Jacobi's accessory equation (which oddly doesn't have a Wikipedia page) is $$\left[\frac{\partial^2 F(x,s,s')}{\partial s^2}-\frac d{dx}\frac{\partial^2 F(x,s,s')}{\partial s\partial s'}\right]u-\frac d{dx}\left(\frac{\partial^2 F(x,s,s')}{\partial s'^2}\frac {du}{dx}\right)=0$$ and has something to do with the second variation of $\int_a^b F(x,y,y')dx$ evaluated near a stationary path $y=s(x)$.

Could someone either derive (or give the main idea of the derivation) the equation or suggest a good source that does?

P.S. I checked in Gelfand and Fomin's book which I'm not reading but have laying around. The problem with their derivation is that it's in the middle of their book (as opposed to near the beginning of Fox's) and thus seems to make use of stuff I haven't gotten to yet in Fox's book.


Here's the context in Fox's book:

Note that for brevity the notation $F_{00} := \frac{\partial^2 F}{\partial s^2}$, $F_{01} := \frac{\partial^2 F}{\partial s\partial s'}$, $F_{11} := \frac{\partial^2 F}{\partial s'^2}$ is used in the following.

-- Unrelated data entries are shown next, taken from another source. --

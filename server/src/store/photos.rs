use diesel::prelude::*;
use uuid::Uuid;

use super::StoreError;
use crate::models::Photo;
use crate::schema::photos;

pub fn get_for_owner(conn: &mut PgConnection, owner: Uuid, id: Uuid) -> Result<Photo, StoreError> {
    photos::table
        .filter(photos::id.eq(id))
        .filter(photos::user_id.eq(owner))
        .select(Photo::as_select())
        .first(conn)
        .optional()?
        .ok_or(StoreError::NotFound("Photo"))
}

/// Only the pre-generated JPEG thumbnail, without loading the full image.
pub fn thumbnail_for_owner(
    conn: &mut PgConnection,
    owner: Uuid,
    id: Uuid,
) -> Result<Vec<u8>, StoreError> {
    photos::table
        .filter(photos::id.eq(id))
        .filter(photos::user_id.eq(owner))
        .select(photos::thumbnail)
        .first(conn)
        .optional()?
        .ok_or(StoreError::NotFound("Photo"))
}
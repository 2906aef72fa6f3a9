//! Field-level validation shared by the identity store and the API layer.

use std::str::FromStr;
use std::sync::LazyLock;

use bigdecimal::BigDecimal;
use regex::Regex;
use thiserror::Error;

pub const MIN_PASSWORD_LENGTH: usize = 5;
pub const MAX_FIELD_LENGTH: usize = 255;

/// Digits allowed in a recipe price, two of them after the decimal point.
pub const PRICE_MAX_DIGITS: u64 = 5;
pub const PRICE_DECIMAL_PLACES: i64 = 2;

static EMAIL_USER: LazyLock<Regex> = LazyLock::new(|| {
    Regex::new(r"^[-!#$%&'*+/=?^_`{}|~0-9A-Za-z]+(\.[-!#$%&'*+/=?^_`{}|~0-9A-Za-z]+)*$")
        .expect("email user pattern is valid")
});

static EMAIL_DOMAIN: LazyLock<Regex> = LazyLock::new(|| {
    Regex::new(r"^(?:[A-Za-z0-9](?:[A-Za-z0-9-]{0,61}[A-Za-z0-9])?\.)+[A-Za-z0-9-]{2,63}$")
        .expect("email domain pattern is valid")
});

#[derive(Debug, Clone, PartialEq, Eq, Error)]
pub enum EmailError {
    #[error("This field is required.")]
    Missing,

    #[error("Enter a valid email address.")]
    Invalid,
}

/// Validate an email address and return its canonical (trimmed, lowercased) form.
pub fn normalize_email(raw: Option<&str>) -> Result<String, EmailError> {
    let email = raw.map(str::trim).unwrap_or_default();
    if email.is_empty() {
        return Err(EmailError::Missing);
    }
    if email.len() > MAX_FIELD_LENGTH {
        return Err(EmailError::Invalid);
    }

    let (user, domain) = email.rsplit_once('@').ok_or(EmailError::Invalid)?;
    if !EMAIL_USER.is_match(user) {
        return Err(EmailError::Invalid);
    }
    if domain != "localhost" && !EMAIL_DOMAIN.is_match(domain) {
        return Err(EmailError::Invalid);
    }

    Ok(email.to_lowercase())
}

pub fn validate_password(password: &str) -> Result<(), String> {
    if password.chars().count() < MIN_PASSWORD_LENGTH {
        return Err(format!(
            "Ensure this field has at least {MIN_PASSWORD_LENGTH} characters."
        ));
    }
    Ok(())
}

/// Trim a required short text field, rejecting blank or oversized values.
pub fn required_text(value: &str) -> Result<&str, String> {
    let trimmed = value.trim();
    if trimmed.is_empty() {
        return Err("This field may not be blank.".to_string());
    }
    optional_text(trimmed)
}

pub fn optional_text(value: &str) -> Result<&str, String> {
    if value.chars().count() > MAX_FIELD_LENGTH {
        return Err(format!(
            "Ensure this field has no more than {MAX_FIELD_LENGTH} characters."
        ));
    }
    Ok(value)
}

/// Parse a price and check it fits `NUMERIC(5, 2)`.
pub fn parse_price(raw: &str) -> Result<BigDecimal, String> {
    let price = BigDecimal::from_str(raw.trim())
        .map_err(|_| "A valid number is required.".to_string())?;
    let normalized = price.normalized();

    let (_, scale) = normalized.as_bigint_and_exponent();
    if scale > PRICE_DECIMAL_PLACES {
        return Err(format!(
            "Ensure that there are no more than {PRICE_DECIMAL_PLACES} decimal places."
        ));
    }

    let whole_digits = normalized.digits() as i64 - scale;
    if whole_digits > (PRICE_MAX_DIGITS as i64 - PRICE_DECIMAL_PLACES) {
        return Err(format!(
            "Ensure that there are no more than {PRICE_MAX_DIGITS} digits in total."
        ));
    }

    Ok(price.with_scale(PRICE_DECIMAL_PLACES))
}

pub fn validate_time_minutes(minutes: i32) -> Result<i32, String> {
    if minutes < 0 {
        return Err("Ensure this value is greater than or equal to 0.".to_string());
    }
    Ok(minutes)
}

#[cfg(test)]
mod tests {
    use super::*;

    #[test]
    fn test_email_is_lowercased() {
        assert_eq!(normalize_email(Some("A@B.COM")).unwrap(), "a@b.com");
        assert_eq!(
            normalize_email(Some("  Test1-Valid@Email.com ")).unwrap(),
            "test1-valid@email.com"
        );
    }

    #[test]
    fn test_email_normalization_is_idempotent() {
        let once = normalize_email(Some("MiXeD.Case@Example.ORG")).unwrap();
        let twice = normalize_email(Some(&once)).unwrap();
        assert_eq!(once, twice);
    }

    #[test]
    fn test_missing_email() {
        assert_eq!(normalize_email(None), Err(EmailError::Missing));
        assert_eq!(normalize_email(Some("")), Err(EmailError::Missing));
        assert_eq!(normalize_email(Some("   ")), Err(EmailError::Missing));
    }

    #[test]
    fn test_invalid_email() {
        for raw in [
            "not-an-email",
            "@example.com",
            "user@",
            "user@nodot",
            "two..dots@example.com",
            "user@-bad-.com",
            "spaces in@example.com",
        ] {
            assert_eq!(normalize_email(Some(raw)), Err(EmailError::Invalid), "{raw}");
        }
    }

    #[test]
    fn test_localhost_domain_allowed() {
        assert_eq!(normalize_email(Some("root@localhost")).unwrap(), "root@localhost");
    }

    #[test]
    fn test_password_min_length() {
        assert!(validate_password("pw").is_err());
        assert!(validate_password("1234").is_err());
        assert!(validate_password("12345").is_ok());
    }

    #[test]
    fn test_required_text() {
        assert_eq!(required_text("  Vegan "), Ok("Vegan"));
        assert!(required_text("").is_err());
        assert!(required_text("   ").is_err());
        assert!(required_text(&"x".repeat(256)).is_err());
        assert!(required_text(&"x".repeat(255)).is_ok());
    }

    #[test]
    fn test_price_parsing() {
        assert_eq!(parse_price("5").unwrap().to_string(), "5.00");
        assert_eq!(parse_price("5.5").unwrap().to_string(), "5.50");
        assert_eq!(parse_price("999.99").unwrap().to_string(), "999.99");
        assert_eq!(parse_price("10.00").unwrap().to_string(), "10.00");
    }

    #[test]
    fn test_price_rejects_out_of_range() {
        assert!(parse_price("1000").is_err());
        assert!(parse_price("1.234").is_err());
        assert!(parse_price("abc").is_err());
        assert!(parse_price("").is_err());
    }

    #[test]
    fn test_time_minutes() {
        assert_eq!(validate_time_minutes(0), Ok(0));
        assert!(validate_time_minutes(-1).is_err());
    }
}
//! GUI module - User interface components

mod app;
mod chart_viewer;
mod control_panel;

pub use app::DashboardApp;
pub use chart_viewer::ChartViewer;
pub use control_panel::{ControlPanel, ControlPanelAction, DatasetInfo};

We just started looking at the second variation and trying to derive the conditions for extremizing the functional subject to weak variation. In the previous section we derived that if $t(a)=t(b)=0$, then $$\int_a^b \left(t^2F_{00} +2tt'F_{01}+t'^2F_{11}\right)dx = \int_a^b\left[t^2F_{00}-t^2\frac d{dx}(F_{01})-t\frac d{dx}(t'F_{11})\right]dx$$

Then this section starts off with:

On solving the [Euler-Lagrange equation], the equation of the extremal $y=s(x)$ which passes through the given points $A$ and $B$ can be determined.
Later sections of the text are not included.